Do something similar when Apache starts with SystemD e.g. in `/etc/systemd/system/multi-user.target.wants/apache2.service`
```
# /etc/systemd/system/multi-user.target.wants/apache2.service
[Service]
...
LimitMEMLOCK=infinity
```

It is also possible (and recommended) to configure the Apache service without modifying the whole systemd script. Just use:

    sudo systemctl edit apache2.service

and enter the content of the 'override' file /etc/systemd/system/apache2.service.d/override.conf

```
# /etc/systemd/system/apache2.service.d/override.conf
[Service]
LimitMEMLOCK=infinity
```



#### IOMMU groups (group not viable)

The GPU are attached to physical PCI connectors, which arrangement is handled by the system with a topology seen in the IOMMU groups. But, in order for QEMU/KVM to pass-through a device (GPU), it must be bound to a single IOMMU. In case the GPU is part of an IOMMU with other stuff in, *all* these must also be detached via the VFIO driver. 

Then you will see error messages such as
```
group 60 is not viable
Please ensure all devices within the iommu_group are bound to their vfio bus driver.

```

First check that indeed your GPU are not alone in their IOMMU group. The following command displays the IOMMU groups and the attached devices.
```
for d in /sys/kernel/iommu_groups/*/devices/*; do n=${d#*/iommu_groups/*}; n=${n%%/*}; printf 'IOMMU Group %s ' "$n"; lspci -nns "${d##*/}"; done;
```

The first step is to make sure that you have included both the video *and* audio parts from the GPU. These usually go together in the same IOMMU group, and thus should be attached to `vfio-pci` in files `/etc/default/grub` and `/etc/modprobe.d/vfio.conf`. In case the faulty IOMMU group also contains other components, 
you may decide to add them into these two grub/modprobe files as well.

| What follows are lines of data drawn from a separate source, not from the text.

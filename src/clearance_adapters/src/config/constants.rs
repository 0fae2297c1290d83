pub mod env {
    pub const ENV_PREFIX: &str = "CLEARANCE";
    pub const ENV_SEPARATOR: &str = "__";
}

/// Optional configuration file, looked up relative to the working directory.
pub const CONFIG_FILE: &str = "config/base";

pub mod prod {
    pub const APP_ADDRESS: &str = "127.0.0.1:3000";
    pub const LOG_LEVEL: &str = "info";
}

pub mod test {
    pub const APP_ADDRESS: &str = "127.0.0.1:0";
}
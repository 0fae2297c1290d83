pub mod regex_email_validator;

pub use regex_email_validator::{DEFAULT_EMAIL_PATTERN, RegexEmailValidator};
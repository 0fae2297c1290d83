//! Axum framework adapters for the login router.
//!
//! The router works on `clearance_core::HttpRequest` and
//! `clearance_core::HttpResponse`. The newtype wrappers here convert between
//! those envelopes and Axum's own types without violating the orphan rule.

use std::convert::Infallible;

use axum::{
    Json,
    body::Bytes,
    extract::{FromRequest, Request},
    response::{IntoResponse, Response},
};
use clearance_core::{HttpRequest, HttpResponse};
use serde_json::Value;

/// Extractor turning the raw request body into an [`HttpRequest`].
///
/// It never rejects. An empty body, a body that cannot be read and a body
/// that is not valid JSON all become a request without a body, which the
/// router answers with a 500.
#[derive(Debug)]
pub struct AxumLoginRequest(pub HttpRequest);

impl<S> FromRequest<S> for AxumLoginRequest
where
    S: Send + Sync,
{
    type Rejection = Infallible;

    async fn from_request(req: Request, state: &S) -> Result<Self, Self::Rejection> {
        let request = match Bytes::from_request(req, state).await {
            Ok(bytes) => http_request(&bytes),
            Err(rejection) => {
                tracing::warn!(error = %rejection, "Failed to read login request body");
                HttpRequest::empty()
            }
        };

        Ok(Self(request))
    }
}

/// Parse a raw body into an [`HttpRequest`].
pub fn http_request(bytes: &[u8]) -> HttpRequest {
    if bytes.iter().all(u8::is_ascii_whitespace) {
        return HttpRequest::empty();
    }

    match serde_json::from_slice::<Value>(bytes) {
        Ok(body) => HttpRequest::new(body),
        Err(e) => {
            tracing::debug!(error = %e, "Login request body is not valid JSON");
            HttpRequest::empty()
        }
    }
}

/// Newtype wrapper implementing [`IntoResponse`] for [`HttpResponse`].
#[derive(Debug)]
pub struct AxumResponse(pub HttpResponse);

impl From<HttpResponse> for AxumResponse {
    fn from(response: HttpResponse) -> Self {
        AxumResponse(response)
    }
}

impl IntoResponse for AxumResponse {
    fn into_response(self) -> Response {
        match self.0.into_parts() {
            (status, Some(body)) => (status, Json(body)).into_response(),
            (status, None) => status.into_response(),
        }
    }
}
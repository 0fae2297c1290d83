use std::collections::HashMap;
use std::sync::LazyLock;

use clearance_adapters::{
    LoginRouter, RegexEmailValidator,
    config::{LoginServiceSetting, constants},
};
use clearance_core::{AccessToken, AuthUseCase, AuthUseCaseError, Credentials};
use clearance_service::{LoginService, init_tracing};
use secrecy::ExposeSecret;
use serde_json::Value;
use tokio::net::TcpListener;

pub const KNOWN_EMAIL: &str = "a@b.com";
pub const KNOWN_PASSWORD: &str = "p";
pub const KNOWN_TOKEN: &str = "tok123";

/// Credential table standing in for a real auth use case.
#[derive(Clone, Default)]
pub struct StubAuthUseCase {
    accounts: HashMap<String, (String, String)>,
    fail: bool,
}

impl StubAuthUseCase {
    pub fn with_account(mut self, email: &str, password: &str, token: &str) -> Self {
        self.accounts
            .insert(email.to_string(), (password.to_string(), token.to_string()));
        self
    }

    pub fn failing() -> Self {
        Self {
            fail: true,
            ..Default::default()
        }
    }
}

#[async_trait::async_trait]
impl AuthUseCase for StubAuthUseCase {
    async fn auth(
        &self,
        credentials: &Credentials,
    ) -> Result<Option<AccessToken>, AuthUseCaseError> {
        if self.fail {
            return Err(AuthUseCaseError::UnexpectedError(
                "credential store unavailable".to_string(),
            ));
        }

        Ok(self
            .accounts
            .get(credentials.email())
            .filter(|(password, _)| password == credentials.password().expose_secret())
            .map(|(_, token)| AccessToken::from(token.as_str())))
    }
}

// Set TEST_LOG to see the service's logs while the suite runs
static TRACING: LazyLock<()> = LazyLock::new(|| {
    if std::env::var("TEST_LOG").is_ok() {
        let settings = LoginServiceSetting::load().expect("Failed to load settings");
        init_tracing(&settings.telemetry).expect("Failed to install tracing");
    }
});

/// Settings as the service would load them, bound to an ephemeral port.
pub fn test_settings(pattern: Option<&str>) -> LoginServiceSetting {
    let mut settings = LoginServiceSetting::load().expect("Failed to load settings");
    settings.application.address = constants::test::APP_ADDRESS.to_string();
    settings.email_validator.pattern = pattern.map(str::to_string);
    settings
}

/// Auth use case whose credential store blows up mid-call.
pub struct PanickingAuthUseCase;

#[async_trait::async_trait]
impl AuthUseCase for PanickingAuthUseCase {
    async fn auth(
        &self,
        _credentials: &Credentials,
    ) -> Result<Option<AccessToken>, AuthUseCaseError> {
        panic!("credential store poisoned")
    }
}

pub struct TestApp {
    pub address: String,
    pub http_client: reqwest::Client,
}

impl TestApp {
    pub async fn new() -> Self {
        let auth_use_case =
            StubAuthUseCase::default().with_account(KNOWN_EMAIL, KNOWN_PASSWORD, KNOWN_TOKEN);

        Self::with_router(LoginRouter::new(auth_use_case, RegexEmailValidator::new())).await
    }

    pub async fn with_router(router: LoginRouter) -> Self {
        Self::spawn(LoginService::new(router), constants::test::APP_ADDRESS).await
    }

    pub async fn from_settings<A>(settings: &LoginServiceSetting, auth_use_case: A) -> Self
    where
        A: AuthUseCase + 'static,
    {
        let service = LoginService::from_settings(settings, auth_use_case)
            .expect("Failed to build service from settings");

        Self::spawn(service, &settings.application.address).await
    }

    async fn spawn(service: LoginService, address: &str) -> Self {
        LazyLock::force(&TRACING);

        let listener = TcpListener::bind(address)
            .await
            .expect("Failed to bind test listener");
        let address = format!("http://{}", listener.local_addr().unwrap());

        let _ = tokio::spawn(service.run_standalone(listener));

        Self {
            address,
            http_client: reqwest::Client::new(),
        }
    }

    pub async fn post_login(&self, body: &Value) -> reqwest::Response {
        self.http_client
            .post(format!("{}/login", &self.address))
            .json(body)
            .send()
            .await
            .expect("Failed to execute request.")
    }

    pub async fn post_login_raw(&self, body: &'static str) -> reqwest::Response {
        self.http_client
            .post(format!("{}/login", &self.address))
            .header("content-type", "application/json")
            .body(body)
            .send()
            .await
            .expect("Failed to execute request.")
    }
}

pub async fn json_body(response: reqwest::Response) -> Value {
    response
        .json::<Value>()
        .await
        .expect("Could not deserialize response body")
}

If the issue persists, you may physically move the GPU cards to other PCI-slots in order to find better arrangements. But this is not always effective, nor possible. 

You can further allow your BIOS to shuffle a little the IOMMU groups with the settings (for AMD CPU's), e.g.:

- mode NUMA BIOS/AMD CBS/DF/Memory addressing/NBS4
- mode BIOS/AMD CBS/NBIO/PCIe ARI=Enabled
- mode BIOS/AMD CBS/NBIO/IOMMU=Enabled

Last, when all this fails, a definitive solution for kernels below 6.x is to use a special patch for the Linux kernel, known as `pcie_acs_override`. You will need to use a special kernel from e.g. https://liquorix.net/#install Make sure you get the same Linux kernel version as the one you currently run, so that GPU drivers (NVIDIA) are compatible. On a Debian system, you would for instance add `deb http://liquorix.net/debian bullseye main` to `/etc/apt/sources.list`, and issue:
```
sudo apt install linux-headers-5.10.0-17.1-liquorix-amd64 linux-image-5.10.0-17.1-liquorix-amd64`
```

And finally add into the `/etc/default/grub`
```
GRUB_CMDLINE_LINUX_DEFAULT= ... pcie_acs_override=downstream,multifunction
```
and reboot. Now there should be one IOMMU group per device.